Cold Eels and Distant Thoughts
Michael Aird, Darren Bell, Mervyn Bishop, Adam Hill, Gary Lee, Ricky Maynard, Peter McKenzie, Michael Riley, and Jason Wing
Curated by Djon Mundine OAM, Independent Aboriginal Art Curator, PhD Candidate COFA, UNSW
3 - 13 Jul
A travelling exhibition of photographs of Aboriginal men by nine Aboriginal male photographers.
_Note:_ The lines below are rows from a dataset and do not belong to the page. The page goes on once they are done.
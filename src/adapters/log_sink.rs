//! Log-based metrics sink adapter.
//!
//! Implements [`MetricsSink`] by writing one structured line per snapshot
//! to the ESP-IDF logger (UART / USB-CDC in production). A cloud uplink
//! adapter would implement the same trait.

use log::info;

use crate::ports::MetricsSink;
use crate::transport::metrics::LinkMetrics;
use crate::transport::negotiation::LinkState;

/// Adapter that logs every metrics snapshot to the serial console.
#[derive(Default)]
pub struct LogMetricsSink {
    published: u32,
}

impl LogMetricsSink {
    pub fn new() -> Self {
        Self::default()
    }

    pub fn published(&self) -> u32 {
        self.published
    }
}

impl MetricsSink for LogMetricsSink {
    fn publish(&mut self, m: &LinkMetrics, link: LinkState) {
        self.published = self.published.wrapping_add(1);
        info!(
            "METRICS | link={} mtu={} | rx={}f/{}B cmds={}/{} | q={}/{} drops={} | \
             tx={}f/{}B ok={} fail={} cancel={} | errs frame={} parse={} stale={} | \
             busy={} lowmem={} pool2={} | neg att={} to={} fail={}",
            link.name(),
            m.negotiated_mtu,
            m.fragments_received,
            m.bytes_received,
            m.commands_queued,
            m.commands_processed,
            m.queue_depth,
            m.queue_peak,
            m.queue_drops,
            m.fragments_sent,
            m.bytes_sent,
            m.transmissions_completed,
            m.transmissions_failed,
            m.cancellations,
            m.framing_errors,
            m.parse_errors,
            m.stale_clears,
            m.lock_timeouts,
            m.low_memory_chunks,
            m.secondary_pool_allocs,
            m.negotiation_attempts,
            m.negotiation_timeouts,
            m.negotiation_failures,
        );
    }
}
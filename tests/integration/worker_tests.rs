//! Queue bound, worker parsing and the high-priority flag.

use core::time::Duration;
use std::sync::Arc;
use std::sync::atomic::Ordering;

use gatelink::adapters::time::SystemClock;
use gatelink::config::{COMMAND_QUEUE_DEPTH, TransportConfig};
use gatelink::transport::GatewayTransport;
use gatelink::transport::command::QueuedCommand;
use gatelink::transport::worker::{self, CommandOutcome};
use serde_json::json;

use crate::mocks::{Harness, MockHeap, MockLink, RecordingHandler, documents};

fn connected() -> (Harness, Arc<RecordingHandler>) {
    let h = Harness::new();
    h.connect_with_mtu(247);
    let handler = Arc::new(RecordingHandler::default());
    h.transport.register_handler(handler.clone());
    h.link.take_sent();
    (h, handler)
}

#[test]
fn twenty_first_command_is_dropped() {
    let (h, handler) = connected();

    for i in 0..=COMMAND_QUEUE_DEPTH {
        h.write_command(format!(r#"{{"type":"poll","seq":{i}}}"#).as_bytes(), 16);
    }

    assert_eq!(h.transport.queue_len(), COMMAND_QUEUE_DEPTH);
    let m = h.transport.metrics().unwrap();
    assert_eq!(m.queue_drops, 1);
    assert_eq!(m.commands_queued, COMMAND_QUEUE_DEPTH as u32);
    assert_eq!(m.queue_peak as usize, COMMAND_QUEUE_DEPTH);

    while worker::process_next(&h.transport, Duration::ZERO).is_some() {}
    let m = h.transport.metrics().unwrap();
    assert_eq!(m.commands_processed, COMMAND_QUEUE_DEPTH as u32);
    assert_eq!(m.queue_depth, 0);
    let seen = handler.commands.lock();
    assert_eq!(seen.len(), COMMAND_QUEUE_DEPTH);
    // First in, first out; the late one is the casualty.
    assert_eq!(seen[0]["seq"], 0);
    assert_eq!(seen[COMMAND_QUEUE_DEPTH - 1]["seq"], COMMAND_QUEUE_DEPTH - 1);
}

#[test]
fn malformed_json_answers_parse_error() {
    let (h, handler) = connected();
    h.write_command(br#"{"type":"set_config","#, 8);

    assert_eq!(
        worker::process_next(&h.transport, Duration::ZERO),
        Some(CommandOutcome::ParseError)
    );

    assert!(handler.commands.lock().is_empty());
    let docs = documents(&h.link.sent());
    assert_eq!(docs.len(), 1);
    assert_eq!(docs[0]["status"], "error");
    assert_eq!(docs[0]["type"], "parse");
    assert_eq!(h.transport.metrics().unwrap().parse_errors, 1);
}

#[test]
fn missing_handler_is_reported() {
    let h = Harness::new();
    h.connect_with_mtu(247);
    h.link.take_sent();
    h.write_command(br#"{"type":"get_config"}"#, 64);

    assert_eq!(
        worker::process_next(&h.transport, Duration::ZERO),
        Some(CommandOutcome::NoHandler)
    );
    let docs = documents(&h.link.sent());
    assert_eq!(docs[0]["message"], "No command handler");
    assert_eq!(docs[0]["type"], "handler");
    assert!(!h.transport.is_high_priority());
    assert_eq!(h.transport.metrics().unwrap().commands_processed, 1);
}

#[test]
fn oversize_command_is_rejected_by_worker() {
    let h = Harness::with_config(TransportConfig {
        reassembly_capacity: 64,
        ..TransportConfig::default()
    });
    h.connect_with_mtu(247);
    let handler = Arc::new(RecordingHandler::default());
    h.transport.register_handler(handler.clone());
    h.link.take_sent();

    // Built directly: reassembly would never produce one this long.
    let cmd = QueuedCommand::try_copy_from(&[b'a'; 100]).unwrap();
    assert_eq!(
        worker::process_command(&h.transport, cmd),
        CommandOutcome::Oversize
    );

    assert!(handler.commands.lock().is_empty());
    let docs = documents(&h.link.sent());
    assert_eq!(docs.len(), 1);
    assert_eq!(docs[0]["message"], "Command too large");
    assert_eq!(docs[0]["type"], "parse");
    assert!(!h.transport.is_high_priority());
    assert_eq!(h.transport.metrics().unwrap().parse_errors, 1);
}

#[test]
fn priority_raised_only_while_handling() {
    let (h, handler) = connected();
    let query = h.transport.priority_query();
    h.write_command(br#"{"type":"get_config"}"#, 64);

    assert!(!query.is_high_priority());
    worker::process_next(&h.transport, Duration::ZERO);

    assert!(handler.saw_high_priority.load(Ordering::Relaxed));
    assert!(!query.is_high_priority());
    assert!(!h.transport.is_high_priority());
}

#[test]
fn priority_cleared_after_parse_failure() {
    let (h, _handler) = connected();
    h.write_command(b"not json", 64);

    worker::process_next(&h.transport, Duration::ZERO);

    assert!(!h.transport.is_high_priority());
}

#[test]
fn empty_queue_waits_then_returns_none() {
    let (h, _handler) = connected();
    let before = h.transport.uptime_ms();

    assert!(worker::process_next(&h.transport, Duration::from_millis(100)).is_none());

    assert!(h.transport.uptime_ms() - before >= 100);
}

#[test]
fn handler_reply_streams_back() {
    let h = Harness::new();
    h.connect_with_mtu(247);
    h.link.take_sent();
    h.transport.register_handler(Arc::new(RecordingHandler {
        reply_ok: true,
        ..RecordingHandler::default()
    }));

    h.write_command(br#"{"type":"set_config","slave":1}"#, 10);
    worker::process_next(&h.transport, Duration::ZERO);

    assert_eq!(
        documents(&h.link.sent()),
        vec![json!({"status": "ok", "message": "Success", "type": "set_config", "config": []})]
    );
}

#[test]
fn worker_task_drains_queue_until_shutdown() {
    let link = Arc::new(MockLink::new());
    link.grant_mtu(Some(247));
    link.connect(247);
    let cfg = TransportConfig {
        connect_settle_ms: 0,
        worker_wait_ms: 10,
        ..TransportConfig::default()
    };
    let transport = Arc::new(
        GatewayTransport::new(cfg, link.clone(), Arc::new(SystemClock::new()), Arc::new(MockHeap::new()))
            .unwrap(),
    );
    let handler = Arc::new(RecordingHandler::default());
    transport.register_handler(handler.clone());
    transport.on_connect();

    let worker = {
        let t = Arc::clone(&transport);
        std::thread::spawn(move || worker::run_worker(t))
    };
    for i in 0..3 {
        transport.on_fragment(b"<START>");
        transport.on_fragment(format!(r#"{{"type":"poll","seq":{i}}}"#).as_bytes());
        transport.on_fragment(b"<END>");
    }

    let deadline = std::time::Instant::now() + Duration::from_secs(2);
    while handler.commands.lock().len() < 3 && std::time::Instant::now() < deadline {
        std::thread::sleep(Duration::from_millis(5));
    }
    assert!(transport.shutdown(Duration::from_millis(100)));
    worker.join().unwrap();

    assert_eq!(handler.commands.lock().len(), 3);
    assert_eq!(transport.queue_len(), 0);
}
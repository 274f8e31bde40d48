//! Low-priority monitor task: negotiation timeouts and periodic metrics
//! publication.

use core::time::Duration;
use std::sync::Arc;

use log::info;

use super::gateway::GatewayTransport;
use crate::ports::MetricsSink;

/// Push one metrics snapshot to `sink`. `false` if a lock was busy.
pub fn publish(transport: &GatewayTransport, sink: &mut dyn MetricsSink) -> bool {
    match (transport.metrics(), transport.link_state()) {
        (Some(metrics), Some(state)) => {
            sink.publish(&metrics, state);
            true
        }
        _ => false,
    }
}

/// Monitor task body. Returns once shutdown is requested.
pub fn run_monitor(transport: Arc<GatewayTransport>, mut sink: Box<dyn MetricsSink>) {
    let interval = Duration::from_millis(u64::from(transport.config().monitor_interval_ms));
    let publish_every = transport.config().metrics_publish_ticks.max(1);
    let mut ticks = 0u32;

    info!("MONITOR: started ({} ms)", interval.as_millis());
    while !transport.is_shutting_down() {
        transport.monitor_tick();

        ticks += 1;
        if ticks >= publish_every {
            ticks = 0;
            publish(&transport, sink.as_mut());
        }
        transport.clock().sleep(interval);
    }
    info!("MONITOR: stopped");
}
The enigmatic title of the exhibition comes from a statement by Afro-American boxer Jack Johnson (1878-1946). When asked why white women were attracted to black men, Johnson amusingly
and cryptically replied: 'We eat cold eels and think distant thoughts.'
Exhibition curator Djon Mundine OAM said "The first photographs of Australian Aboriginal people were taken in 1847: eight years after the invention of photography as we know it. Photographers of these times searched for the stereotyped 'primitive' and posed their Aboriginal subjects accordingly. It was only towards the end of the 1800s/early 1900s that some, still unrecognised Aboriginal people moved behind the camera to record their own vision. This exhibition is part of that story."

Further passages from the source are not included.